全局安全设置 - Infor OS Portal

在点击劫持攻击中，链接被伪装成有效链接，而这些链接可将信息发送到攻击者的服务器。因此，用户可能不知不觉地向攻击者提交敏感信息。

为了防止点击劫持，系统会配置 HTTP 响应标题（Content-Security-Policy: frame-ancestors），使得 Dashboards 仅允许在您列出的安全站点中被嵌入。这些标题会根据您的选择自动生效。

Infor OS Portal URL 已预配置为安全站点。

可限制仅系统租户具有列表维护权限。在系统租户的安全设置中选择“客户可添加安全站点”复选框，即可启用该权限。启用该权限后，标准租户可以查看安全站点列表，但无法进行编辑。

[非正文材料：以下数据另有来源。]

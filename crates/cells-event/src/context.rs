//! Cancellation contexts.
//!
//! A [`CancelContext`] bounds how long a caller is willing to block in
//! [`PayloadWaiter::wait`](crate::PayloadWaiter::wait) or
//! [`Scene::wait_flag`](crate::Scene::wait_flag).
//!
//! ```text
//! background ──with_cancel()──► ctx A ──with_timeout(d)──► ctx B
//!                                 │                          │
//!                          handle.cancel() ─────────────────►│ done (Cancelled)
//!                                                   deadline ─► done (DeadlineExceeded)
//! ```
//!
//! Cancelling a context cancels every context derived from it. A derived
//! deadline never extends the parent's: the earlier of the two wins.

use crate::error::EventError;
use parking_lot::Mutex;
use std::fmt;
use std::future::pending;
use std::sync::{Arc, Weak};
use std::time::Duration;
use tokio::sync::watch;
use tokio::time::{sleep_until, Instant};

struct CancelNode {
    cancelled: watch::Sender<bool>,
    children: Mutex<Vec<Weak<CancelNode>>>,
}

impl CancelNode {
    fn new() -> Arc<Self> {
        let (cancelled, _) = watch::channel(false);
        Arc::new(Self {
            cancelled,
            children: Mutex::new(Vec::new()),
        })
    }

    fn is_cancelled(&self) -> bool {
        *self.cancelled.borrow()
    }

    fn cancel(&self) {
        let first = self.cancelled.send_if_modified(|flag| {
            if *flag {
                false
            } else {
                *flag = true;
                true
            }
        });
        if !first {
            return;
        }

        let children = std::mem::take(&mut *self.children.lock());
        for child in children.iter().filter_map(Weak::upgrade) {
            child.cancel();
        }
    }

    fn adopt(self: &Arc<Self>, child: &Arc<CancelNode>) {
        {
            let mut children = self.children.lock();
            children.retain(|c| c.strong_count() > 0);
            children.push(Arc::downgrade(child));
        }
        // Cancel may have drained the list before the push.
        if self.is_cancelled() {
            child.cancel();
        }
    }
}

/// Cancellation scope for blocking waits.
///
/// Cloning yields another view of the same scope.
///
/// # Example
///
/// ```
/// use cells_event::{CancelContext, EventError};
///
/// let (ctx, handle) = CancelContext::background().with_cancel();
/// assert!(ctx.err().is_none());
///
/// handle.cancel();
/// assert_eq!(ctx.err(), Some(EventError::Cancelled));
/// ```
#[derive(Clone, Default)]
pub struct CancelContext {
    node: Option<Arc<CancelNode>>,
    deadline: Option<Instant>,
}

impl CancelContext {
    /// Returns a context that is never done.
    #[must_use]
    pub fn background() -> Self {
        Self::default()
    }

    /// Derives a context that ends when the returned handle is cancelled
    /// or when this context ends.
    #[must_use]
    pub fn with_cancel(&self) -> (Self, CancelHandle) {
        let node = CancelNode::new();
        if let Some(parent) = &self.node {
            parent.adopt(&node);
        }
        let ctx = Self {
            node: Some(Arc::clone(&node)),
            deadline: self.deadline,
        };
        (ctx, CancelHandle { node })
    }

    /// Derives a context that ends `timeout` from now.
    ///
    /// A timeout too large to represent adds no deadline; the derived
    /// context keeps this context's own deadline, if any.
    #[must_use]
    pub fn with_timeout(&self, timeout: Duration) -> Self {
        match Instant::now().checked_add(timeout) {
            Some(deadline) => self.with_deadline(deadline),
            None => self.clone(),
        }
    }

    /// Derives a context that ends at `deadline` or at this context's own
    /// deadline, whichever comes first.
    #[must_use]
    pub fn with_deadline(&self, deadline: Instant) -> Self {
        let deadline = match self.deadline {
            Some(current) => current.min(deadline),
            None => deadline,
        };
        Self {
            node: self.node.clone(),
            deadline: Some(deadline),
        }
    }

    #[must_use]
    pub fn deadline(&self) -> Option<Instant> {
        self.deadline
    }

    /// Returns why the context ended, or `None` while it is still live.
    ///
    /// Explicit cancellation is reported ahead of an expired deadline.
    #[must_use]
    pub fn err(&self) -> Option<EventError> {
        if self.node.as_ref().is_some_and(|n| n.is_cancelled()) {
            return Some(EventError::Cancelled);
        }
        match self.deadline {
            Some(at) if Instant::now() >= at => Some(EventError::DeadlineExceeded),
            _ => None,
        }
    }

    #[must_use]
    pub fn is_done(&self) -> bool {
        self.err().is_some()
    }

    /// Resolves once the context ends and returns the reason.
    ///
    /// Never resolves for a background context.
    pub async fn done(&self) -> EventError {
        let cancelled = async {
            if let Some(node) = &self.node {
                let mut rx = node.cancelled.subscribe();
                if rx.wait_for(|flag| *flag).await.is_ok() {
                    return;
                }
            }
            pending::<()>().await;
        };
        let expired = async {
            match self.deadline {
                Some(at) => sleep_until(at).await,
                None => pending::<()>().await,
            }
        };

        tokio::select! {
            biased;
            () = cancelled => EventError::Cancelled,
            () = expired => EventError::DeadlineExceeded,
        }
    }
}

impl fmt::Debug for CancelContext {
    fn fmt(&self, f: &mut fmt::Formatter<'_>) -> fmt::Result {
        f.debug_struct("CancelContext")
            .field("cancellable", &self.node.is_some())
            .field("deadline", &self.deadline)
            .field("err", &self.err())
            .finish()
    }
}

/// Cancels the context it was created with, and everything derived from it.
///
/// Dropping the handle does not cancel.
#[derive(Clone)]
pub struct CancelHandle {
    node: Arc<CancelNode>,
}

impl CancelHandle {
    pub fn cancel(&self) {
        self.node.cancel();
    }

    #[must_use]
    pub fn is_cancelled(&self) -> bool {
        self.node.is_cancelled()
    }
}

impl fmt::Debug for CancelHandle {
    fn fmt(&self, f: &mut fmt::Formatter<'_>) -> fmt::Result {
        f.debug_struct("CancelHandle")
            .field("cancelled", &self.is_cancelled())
            .finish()
    }
}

在“全局安全设置”页面的“可以嵌入 Infor EPM Dashboards 的站点”部分，您可以选择以下选项：

• 任何站点如果选中此项，Dashboards 可嵌入任何外部站点并从中打开，不受任何限制。在这种情况下，不会发送任何 Content-Security-Policy 标题。
• 仅限安全站点如果选中此项，Dashboards 只能嵌入“安全站点”表中列出的站点。这些站点会自动包含在 HTTP 响应标题（Content-Security-Policy: frame-ancestors）中。要启用此选项，必须至少列出一个站点。
• 也可选择“仅从安全站点打开 Infor EPM Dashboards”。仅当选中“仅限安全站点”选项时才可用。如果选中此项，仅当请求来自安全站点且仪表板已嵌入该安全站点时，才能打开仪表板。禁止通过直接在浏览器中输入 URL 或使用书签访问该仪表板。